Comparison
Fresh Fish Shop vs Saranda Restaurants: The Real Difference
The promenade in Saranda is lined with seafood restaurants — menus in four languages, grilled fish photos, waiters flagging tourists down. And behind that industry: a fish shop one street back where sea bream costs €6 a kilo instead of €22.
That gap exists everywhere in coastal tourist towns. In Saranda it is particularly stark because the fresh fish supply is excellent and the markup at tourist restaurants is unusually high.

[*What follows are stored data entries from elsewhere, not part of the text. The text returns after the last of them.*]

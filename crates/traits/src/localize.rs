//! Translation lookup.

/// Resolves localization keys to display text.
pub trait Translate: Send + Sync {
    /// Looks up `key` and substitutes `args` into its placeholders.
    /// Unknown keys are returned unchanged.
    fn translate(&self, key: &str, args: &[&str]) -> String;

    fn has_translation(&self, key: &str) -> bool;
}

/// A translator that knows no keys.
#[derive(Debug, Default, Clone, Copy)]
pub struct IdentityTranslator;

impl Translate for IdentityTranslator {
    fn translate(&self, key: &str, _args: &[&str]) -> String {
        key.to_string()
    }

    fn has_translation(&self, _key: &str) -> bool {
        false
    }
}
//! Asynchronous fetching and request de-duplication.

use crate::resource::{ResourceError, SharedResourceData};
use std::fmt::Debug;
use std::future::Future;
use std::pin::Pin;

/// An owned, sendable future.
pub type BoxFuture<'a, T> = Pin<Box<dyn Future<Output = T> + Send + 'a>>;

/// Retrieves the bytes behind a URL.
pub trait ContentFetcher: Send + Sync + Debug {
    fn fetch<'a>(&'a self, url: &'a str) -> BoxFuture<'a, Result<SharedResourceData, ResourceError>>;

    fn name(&self) -> &'static str;
}

/// A fetch cache. Concurrent requests for one URL must share a single fetch,
/// and later requests must observe the first result.
pub trait ContentCache: Send + Sync + Debug {
    fn get_or_fetch<'a>(
        &'a self,
        url: &'a str,
    ) -> BoxFuture<'a, Result<SharedResourceData, ResourceError>>;

    /// Forgets every cached result.
    fn clear(&self);
}
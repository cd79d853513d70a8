//! Values handed back to JavaScript.

use serde::Serialize;

/// Where an anchor landed after pagination.
#[derive(Debug, Clone, Serialize, PartialEq, Eq)]
#[serde(rename_all = "camelCase")]
pub struct AnchorPage {
    pub name: String,
    pub page: usize,
}

/// A paginated entry rendered to HTML, one string per page.
#[derive(Debug, Clone, Serialize)]
#[serde(rename_all = "camelCase")]
pub struct RenderedEntry {
    pub key: String,
    pub title: String,
    pub subtitle: String,
    pub pages: Vec<String>,
    pub anchors: Vec<AnchorPage>,
    /// Entries linked from this one, in first-seen order, for prefetching.
    pub links: Vec<String>,
}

What happens at a fish shop
At Fish Shop Ardit on Rruga Idriz Alidhima 230, the fish sits on crushed ice behind glass. You walk in, look at what arrived this morning, point to what you want. The fishmonger tells you the weight and price. You pay, you leave with clean, scaled fish.
There is no ambiguity. You can see the eye of the fish — clear if fresh, cloudy if not. You smell sea air, not old fish. You are buying directly from someone who bought it off the boat.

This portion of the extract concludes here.